Programmed death ligand 1 (PD-L1) exosomes are important biomarkers of immune activation in the initial stages of treatment and can predict clinical responses to PD-1 blockade in various cancer patients. However, traditional PD-L1 exosome bioassays face challenges such as high interface fouling in complex detection environments, limited detection specificity, and poor clinical serum applicability. Inspired by the multi-branched structure of trees, a biomimetic tree-like multifunctional antifouling peptide (TMAP)-assisted electrochemical sensor was developed for high-sensitivity exosomes detection. Multivalent interaction of TMAP significantly enhances the binding affinity of PD-L1 exosomes, thanks to the designed branch antifouling sequence, TMAPs antifouling performance is further improved. The addition of Zr4+ forms coordination bonds with the exosome's lipid bilayer phosphate groups to achieve highly selective and stable binding without interference from protein activity.
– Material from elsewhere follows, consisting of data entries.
use iced::widget::{button, container, horizontal_space, row, text};
use iced::{Border, Color, Element, Length, Theme};

use crate::app::{Message, Page};
use crate::ui::BOLD;

pub fn view<'a>(current: Page, unread: usize, dark_mode: bool) -> Element<'a, Message> {
    let theme_label = if dark_mode { "Light" } else { "Dark" };
    let inbox_label = if unread > 0 {
        format!("Inbox ({unread})")
    } else {
        "Inbox".to_string()
    };

    let branding = row![text("MAIL").size(20).font(BOLD), text("RAVEN").size(20)]
        .spacing(0)
        .align_y(iced::Alignment::Center);

    let tb = row![
        branding,
        horizontal_space().width(24),
        page_button(inbox_label, Page::Inbox, current),
        page_button("Compose".to_string(), Page::Compose, current),
        page_button("Vacation".to_string(), Page::Vacation, current),
        horizontal_space().width(Length::Fill),
        toolbar_button(theme_label.to_string(), Message::ToggleTheme, false),
        toolbar_button("Sign out".to_string(), Message::Logout, false),
    ]
    .spacing(4)
    .padding(6)
    .align_y(iced::Alignment::Center);

    container(tb)
        .width(Length::Fill)
        .style(|theme: &Theme| {
            let palette = theme.palette();
            container::Style {
                background: Some(iced::Background::Color(Color::from_rgba(
                    palette.text.r,
                    palette.text.g,
                    palette.text.b,
                    0.04,
                ))),
                ..container::Style::default()
            }
        })
        .into()
}

fn page_button<'a>(label: String, page: Page, current: Page) -> iced::widget::Button<'a, Message> {
    toolbar_button(label, Message::ShowPage(page), page == current)
}

fn toolbar_button<'a>(label: String, msg: Message, active: bool) -> iced::widget::Button<'a, Message> {
    button(text(label).size(13))
        .on_press(msg)
        .style(move |theme: &Theme, status| {
            let palette = theme.palette();
            let mut style = button::Style {
                background: Some(iced::Background::Color(palette.background)),
                text_color: palette.text,
                border: Border {
                    color: Color::from_rgba(
                        palette.text.r,
                        palette.text.g,
                        palette.text.b,
                        0.2,
                    ),
                    width: 1.0,
                    radius: 6.0.into(),
                },
                ..button::Style::default()
            };
            if active {
                style.background = Some(iced::Background::Color(Color::from_rgba(
                    0.2, 0.45, 0.85, 0.15,
                )));
            } else if matches!(status, button::Status::Hovered | button::Status::Pressed) {
                style.background = Some(iced::Background::Color(Color::from_rgba(
                    palette.text.r,
                    palette.text.g,
                    palette.text.b,
                    0.08,
                )));
            }
            style
        })
        .padding([4, 10])
}
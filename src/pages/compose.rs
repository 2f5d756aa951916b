use crate::model::message::OutgoingMessage;
use crate::model::ValidationError;
use crate::net::api;
use crate::net::backend::MailBackend;

#[derive(Debug, Clone, Default)]
pub struct ComposePage {
    pub draft: OutgoingMessage,
    pub sending: bool,
}

impl ComposePage {
    /// Validate the draft and hand back what should be sent.
    pub fn begin_send(&mut self) -> Result<OutgoingMessage, ValidationError> {
        let message = OutgoingMessage {
            to: self.draft.to.trim().to_string(),
            subject: self.draft.subject.clone(),
            body: self.draft.body.clone(),
        };
        message.validate()?;
        self.sending = true;
        Ok(message)
    }

    pub fn sent(&mut self) {
        *self = Self::default();
    }

    pub fn send_failed(&mut self) {
        self.sending = false;
    }
}

pub async fn send<B: MailBackend>(backend: &B, message: OutgoingMessage) -> Result<(), api::Error> {
    backend.send_message(&message).await?;
    tracing::info!(to = %message.to, "message sent");
    Ok(())
}
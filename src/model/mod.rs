pub mod message;
pub mod script;
pub mod session;
pub mod vacation;

/// A form value rejected before anything is sent to the backend.
#[derive(Debug, Clone, PartialEq, Eq, thiserror::Error)]
pub enum ValidationError {
    #[error("{0} is required")]
    Required(&'static str),
    #[error("{field} must be at least {min}")]
    TooSmall { field: &'static str, min: u32 },
    #[error("{field} must be at least {min} characters")]
    TooShort { field: &'static str, min: usize },
    #[error("Invalid email address")]
    InvalidEmail,
}

/// Loose `local@domain.tld` shape check, matching what the login and
/// compose forms accept.
pub fn is_email(s: &str) -> bool {
    let Some((local, domain)) = s.split_once('@') else {
        return false;
    };
    !local.is_empty()
        && !domain.contains('@')
        && !s.chars().any(char::is_whitespace)
        && domain
            .split_once('.')
            .is_some_and(|(host, tld)| !host.is_empty() && !tld.is_empty() && !tld.ends_with('.'))
}

#[cfg(test)]
mod tests {
    use super::*;

    #[test]
    fn test_is_email() {
        assert!(is_email("alice@example.com"));
        assert!(is_email("a.b+c@mail.example.org"));
        assert!(!is_email("alice"));
        assert!(!is_email("@example.com"));
        assert!(!is_email("alice@localhost"));
        assert!(!is_email("alice@example."));
        assert!(!is_email("al ice@example.com"));
        assert!(!is_email("a@b@example.com"));
    }
}
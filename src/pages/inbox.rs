/// Inbox list and message detail.
///
/// List and detail loads are independent requests. A detail response is
/// only applied while its message is still the selected one; anything
/// else is a late answer for an earlier click and is dropped.
use crate::model::message::{MessageFull, MessagePage, MessageSummary};
use crate::net::api;
use crate::net::backend::MailBackend;

pub const PAGE_SIZE: u32 = 50;

pub async fn load_list<B: MailBackend>(backend: &B) -> Result<MessagePage, api::Error> {
    backend.list_messages(PAGE_SIZE, 0).await
}

/// Fetch one message, tagging the result with the id it was requested for.
pub async fn load_detail<B: MailBackend>(
    backend: &B,
    id: String,
) -> (String, Result<MessageFull, api::Error>) {
    let result = backend.get_message(&id).await;
    (id, result)
}

#[derive(Debug, Clone, PartialEq, Eq)]
pub enum DetailOutcome {
    /// Shown; `mark_read` asks the caller to flag it read on the server.
    Shown { mark_read: bool },
    Failed(String),
    /// Selection moved on before the response arrived.
    Stale,
}

#[derive(Debug, Clone, Default)]
pub struct InboxPage {
    pub messages: Vec<MessageSummary>,
    pub total: u64,
    pub loading_list: bool,
    pub selected: Option<String>,
    pub detail: Option<MessageFull>,
    pub loading_detail: bool,
}

impl InboxPage {
    pub fn begin_load(&mut self) {
        self.loading_list = true;
    }

    pub fn list_loaded(&mut self, result: Result<MessagePage, String>) -> Result<(), String> {
        self.loading_list = false;
        let page = result?;
        self.total = page.total;
        self.messages = page.messages;
        Ok(())
    }

    /// Returns true when a detail load should be started. Re-selecting
    /// the current message only reloads it after a failed load.
    pub fn select(&mut self, id: String) -> bool {
        if self.selected.as_deref() == Some(id.as_str())
            && (self.detail.is_some() || self.loading_detail)
        {
            return false;
        }
        self.selected = Some(id);
        self.detail = None;
        self.loading_detail = true;
        true
    }

    pub fn detail_loaded(
        &mut self,
        id: &str,
        result: Result<MessageFull, String>,
    ) -> DetailOutcome {
        if self.selected.as_deref() != Some(id) {
            tracing::debug!(id, "dropping stale message response");
            return DetailOutcome::Stale;
        }
        self.loading_detail = false;
        match result {
            Ok(message) => {
                let mark_read = !message.summary.read_state;
                self.detail = Some(message);
                DetailOutcome::Shown { mark_read }
            }
            Err(e) => DetailOutcome::Failed(e),
        }
    }

    /// The server confirmed the message is read.
    pub fn marked_read(&mut self, id: &str) {
        if let Some(m) = self.messages.iter_mut().find(|m| m.id == id) {
            m.read_state = true;
        }
        if let Some(detail) = self.detail.as_mut().filter(|d| d.summary.id == id) {
            detail.summary.read_state = true;
        }
    }

    pub fn unread_count(&self) -> usize {
        self.messages.iter().filter(|m| !m.read_state).count()
    }
}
The specific coordination between AgNCs and Zr4+ contributes to a dramatic change in the electrochemical signals, and lowing detection limit. The designed electrochemical sensor exhibited excellent selectivity and a wide dynamic response within the PD-L1 exosome concentration range from 78 to 7.8 × 107 particles/mL. Overall, the multivalent binding ability of TMAP and the signal amplification characteristics of AgNCs have a certain driving role in achieving clinical detection of exosomes.